▸ **EXERCISE OBJECTIVE**:
All records shown below should be given again, character for character.

SOURCE DATA below:

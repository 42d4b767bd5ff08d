//! Response envelope and error mapping.
//!
//! Every response body is `{code, data, msg}`, all three keys always
//! present. Expected business failures ride an HTTP 200 with their envelope
//! code; authentication and permission refusals use 401, and unsupported
//! verbs answer a bare 405 with no body at all.

use actix_web::http::StatusCode;
use actix_web::HttpResponse;
use serde::Serialize;
use serde_json::{json, Value};

use crate::domain::{ApiError, CODE_OK};

/// Message substituted for unhandled faults outside debug deployments.
pub const MSG_INTERNAL_ERROR: &str = "server internal error";

/// Uniform response body.
#[derive(Debug, Serialize, PartialEq)]
pub struct Envelope {
    /// Stable outcome code; `0` for success.
    pub code: u16,
    /// Operation payload, `null` when the outcome has none.
    pub data: Value,
    /// Human-readable outcome message, `null` on success.
    pub msg: Option<String>,
}

impl Envelope {
    /// Successful envelope around an operation's data.
    #[must_use]
    pub fn ok(data: Value) -> Self {
        Self {
            code: CODE_OK,
            data,
            msg: None,
        }
    }

    /// Envelope for a failed outcome.
    ///
    /// Validation failures carry their field messages in `data`; unhandled
    /// fault detail is masked unless `debug` is set.
    #[must_use]
    pub fn failure(error: &ApiError, debug: bool) -> Self {
        let data = match error {
            ApiError::Validation(errors) => json!({ "errors": errors }),
            _ => Value::Null,
        };
        let msg = match error {
            ApiError::Unhandled(_) if !debug => MSG_INTERNAL_ERROR.to_owned(),
            other => other.to_string(),
        };
        Self {
            code: error.code(),
            data,
            msg: Some(msg),
        }
    }
}

/// Map an operation outcome to the wire response.
#[must_use]
pub fn respond(result: &Result<Value, ApiError>, debug: bool) -> HttpResponse {
    match result {
        Ok(data) => HttpResponse::Ok().json(Envelope::ok(data.clone())),
        Err(ApiError::MethodNotAllowed) => HttpResponse::MethodNotAllowed().finish(),
        Err(error) => {
            let status = StatusCode::from_u16(error.http_status())
                .unwrap_or(StatusCode::INTERNAL_SERVER_ERROR);
            HttpResponse::build(status).json(Envelope::failure(error, debug))
        }
    }
}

End of SOURCE DATA.

▸ **EXPECTED ANSWER**:
repository 42d4b767bd5ff08d
//! Response envelope and error mapping.
//!
//! Every response body is `{code, data, msg}`, all three keys always
//! present. Expected business failures ride an HTTP 200 with their envelope
//! code; authentication and permission refusals use 401, and unsupported
//! verbs answer a bare 405 with no body at all.

use actix_web::http::StatusCode;
use actix_web::HttpResponse;
use serde::Serialize;
use serde_json::{json, Value};

use crate::domain::{ApiError, CODE_OK};

/// Message substituted for unhandled faults outside debug deployments.
pub const MSG_INTERNAL_ERROR: &str = "server internal error";

/// Uniform response body.
#[derive(Debug, Serialize, PartialEq)]
pub struct Envelope {
    /// Stable outcome code; `0` for success.
    pub code: u16,
    /// Operation payload, `null` when the outcome has none.
    pub data: Value,
    /// Human-readable outcome message, `null` on success.
    pub msg: Option<String>,
}

impl Envelope {
    /// Successful envelope around an operation's data.
    #[must_use]
    pub fn ok(data: Value) -> Self {
        Self {
            code: CODE_OK,
            data,
            msg: None,
        }
    }

    /// Envelope for a failed outcome.
    ///
    /// Validation failures carry their field messages in `data`; unhandled
    /// fault detail is masked unless `debug` is set.
    #[must_use]
    pub fn failure(error: &ApiError, debug: bool) -> Self {
        let data = match error {
            ApiError::Validation(errors) => json!({ "errors": errors }),
            _ => Value::Null,
        };
        let msg = match error {
            ApiError::Unhandled(_) if !debug => MSG_INTERNAL_ERROR.to_owned(),
            other => other.to_string(),
        };
        Self {
            code: error.code(),
            data,
            msg: Some(msg),
        }
    }
}

/// Map an operation outcome to the wire response.
#[must_use]
pub fn respond(result: &Result<Value, ApiError>, debug: bool) -> HttpResponse {
    match result {
        Ok(data) => HttpResponse::Ok().json(Envelope::ok(data.clone())),
        Err(ApiError::MethodNotAllowed) => HttpResponse::MethodNotAllowed().finish(),
        Err(error) => {
            let status = StatusCode::from_u16(error.http_status())
                .unwrap_or(StatusCode::INTERNAL_SERVER_ERROR);
            HttpResponse::build(status).json(Envelope::failure(error, debug))
        }
    }
}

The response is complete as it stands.